### WHAT TO PRODUCE
The answer is the set of lines that include "Rejection", copied from the data below.

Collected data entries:
◆ ◆ ◆

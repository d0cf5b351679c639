use std::collections::HashMap;
use std::net::TcpListener;
use std::sync::atomic::{AtomicBool, AtomicUsize, Ordering};
use std::sync::{Arc, Mutex};
use std::time::Duration;

use async_trait::async_trait;
use once_cell::sync::Lazy;
use uuid::Uuid;

use face_embedding_gateway::domain::entities::embedding::Embedding;
use face_embedding_gateway::domain::entities::user::User;
use face_embedding_gateway::ports::embedder_client::{EmbedderClient, EmbedderClientError};
use face_embedding_gateway::ports::user_repository::{UserRepository, UserRepositoryError};
use face_embedding_gateway::ports::vector_repository::{
    validate_vector_insert, VectorRepository, VectorRepositoryError,
};
use face_embedding_gateway::startup::run;
use face_embedding_gateway::telemetry::{get_tracing_subscriber, init_tracing_subscriber};

// Ensures that the `tracing` stack is only initialized once using `once_cell`
static TRACING: Lazy<()> = Lazy::new(|| {
    let default_filter_level = "info".to_string();
    let subscriber_name = "test".to_string();

    // The sink is part of the type returned by `get_tracing_subscriber`,
    // hence the duplicated calls instead of a single assignment.
    if std::env::var("TEST_LOG").is_ok() {
        let subscriber =
            get_tracing_subscriber(subscriber_name, default_filter_level, std::io::stdout);
        init_tracing_subscriber(subscriber);
    } else {
        let subscriber =
            get_tracing_subscriber(subscriber_name, default_filter_level, std::io::sink);
        init_tracing_subscriber(subscriber);
    };
});

/// What the fake embedder should answer on the next calls.
#[derive(Clone)]
pub enum EmbedderBehaviour {
    Success(Vec<f32>),
    Rejection(String),
    Timeout,
}

/// In-process stand-in for the gRPC embedder, recording its call count.
pub struct FakeEmbedderClient {
    behaviour: Mutex<EmbedderBehaviour>,
    calls: AtomicUsize,
}

impl FakeEmbedderClient {
    fn new() -> Self {
        Self {
            behaviour: Mutex::new(EmbedderBehaviour::Success(vec![0.1; 512])),
            calls: AtomicUsize::new(0),
        }
    }

    pub fn set_behaviour(&self, behaviour: EmbedderBehaviour) {
        *self.behaviour.lock().unwrap() = behaviour;
    }

    pub fn call_count(&self) -> usize {
        self.calls.load(Ordering::SeqCst)
    }
}

#[async_trait]
impl EmbedderClient for FakeEmbedderClient {
    async fn get_embedding(&self, _image: &[u8]) -> Result<Embedding, EmbedderClientError> {
        self.calls.fetch_add(1, Ordering::SeqCst);

        match self.behaviour.lock().unwrap().clone() {
            EmbedderBehaviour::Success(vector) => Ok(Embedding::new(vector)),
            EmbedderBehaviour::Rejection(message) => Err(EmbedderClientError::Rejected(message)),
            EmbedderBehaviour::Timeout => {
                Err(EmbedderClientError::Timeout(Duration::from_secs(5)))
            }
        }
    }
}

/// In-process stand-in for the vector store, recording every insert.
pub struct FakeVectorRepository {
    inserts: Mutex<Vec<(String, Vec<f32>)>>,
    failing: AtomicBool,
}

impl FakeVectorRepository {
    fn new() -> Self {
        Self {
            inserts: Mutex::new(vec![]),
            failing: AtomicBool::new(false),
        }
    }

    pub fn set_failing(&self) {
        self.failing.store(true, Ordering::SeqCst);
    }

    pub fn inserts(&self) -> Vec<(String, Vec<f32>)> {
        self.inserts.lock().unwrap().clone()
    }
}

#[async_trait]
impl VectorRepository for FakeVectorRepository {
    async fn store_vector(
        &self,
        object_id: &str,
        embedding: Embedding,
    ) -> Result<(), VectorRepositoryError> {
        // Same pre-I/O invariant check as the Qdrant implementation
        validate_vector_insert(object_id, &embedding)?;

        if self.failing.load(Ordering::SeqCst) {
            return Err(VectorRepositoryError::Backend(
                "vector store unreachable".into(),
            ));
        }

        self.inserts
            .lock()
            .unwrap()
            .push((object_id.to_string(), embedding.into_inner()));
        Ok(())
    }
}

/// In-memory stand-in for the Postgres user repository.
pub struct FakeUserRepository {
    users: Mutex<HashMap<Uuid, User>>,
    failing: AtomicBool,
}

impl FakeUserRepository {
    fn new() -> Self {
        Self {
            users: Mutex::new(HashMap::new()),
            failing: AtomicBool::new(false),
        }
    }

    pub fn set_failing(&self) {
        self.failing.store(true, Ordering::SeqCst);
    }

    pub fn user_count(&self) -> usize {
        self.users.lock().unwrap().len()
    }

    fn check_backend(&self) -> Result<(), UserRepositoryError> {
        if self.failing.load(Ordering::SeqCst) {
            return Err(UserRepositoryError::Other(anyhow::anyhow!(
                "database unreachable"
            )));
        }
        Ok(())
    }
}

#[async_trait]
impl UserRepository for FakeUserRepository {
    async fn create(&self, user: &User) -> Result<(), UserRepositoryError> {
        self.check_backend()?;
        self.users.lock().unwrap().insert(user.id, user.clone());
        Ok(())
    }

    async fn get_by_id(&self, id: Uuid) -> Result<Option<User>, UserRepositoryError> {
        self.check_backend()?;
        Ok(self.users.lock().unwrap().get(&id).cloned())
    }

    async fn delete_by_id(&self, id: Uuid) -> Result<(), UserRepositoryError> {
        self.check_backend()?;
        self.users.lock().unwrap().remove(&id);
        Ok(())
    }
}

/// A test API client / test suite, wired against recording fakes for the
/// three outbound collaborators.
pub struct TestApp {
    pub address: String,
    pub port: u16,
    pub embedder_client: Arc<FakeEmbedderClient>,
    pub vector_repository: Arc<FakeVectorRepository>,
    pub user_repository: Arc<FakeUserRepository>,
}

/// Launches the server as a background task
/// When a tokio runtime is shut down all tasks spawned on it are dropped,
/// so there is no clean up logic to avoid leaking resources between test runs.
pub async fn spawn_app() -> TestApp {
    // The first time `initialize` is invoked the code in `TRACING` is executed.
    // All other invocations will instead skip execution.
    Lazy::force(&TRACING);

    // Port 0 triggers an OS scan for an available port
    let listener = TcpListener::bind("127.0.0.1:0").expect("Failed to bind random port");
    let port = listener.local_addr().unwrap().port();

    let embedder_client = Arc::new(FakeEmbedderClient::new());
    let vector_repository = Arc::new(FakeVectorRepository::new());
    let user_repository = Arc::new(FakeUserRepository::new());

    // Only one actix-web worker is needed for integration tests
    let server = run(
        listener,
        Some(1),
        embedder_client.clone(),
        vector_repository.clone(),
        user_repository.clone(),
    )
    .expect("Failed to build the test server");

    // Launches the application as a background task
    let _ = tokio::spawn(server);

    TestApp {
        address: format!("http://127.0.0.1:{}", port),
        port,
        embedder_client,
        vector_repository,
        user_repository,
    }
}

/// A multipart form holding a small fake image under the `image` field
pub fn image_upload_form() -> reqwest::multipart::Form {
    let image_part = reqwest::multipart::Part::bytes(vec![0xFF, 0xD8, 0xFF, 0xE0])
        .file_name("face.jpg")
        .mime_str("image/jpeg")
        .unwrap();

    reqwest::multipart::Form::new().part("image", image_part)
}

◆ ◆ ◆

### SOLUTION TO THIS EXERCISE
    Rejection(String),
            EmbedderBehaviour::Rejection(message) => Err(EmbedderClientError::Rejected(message)),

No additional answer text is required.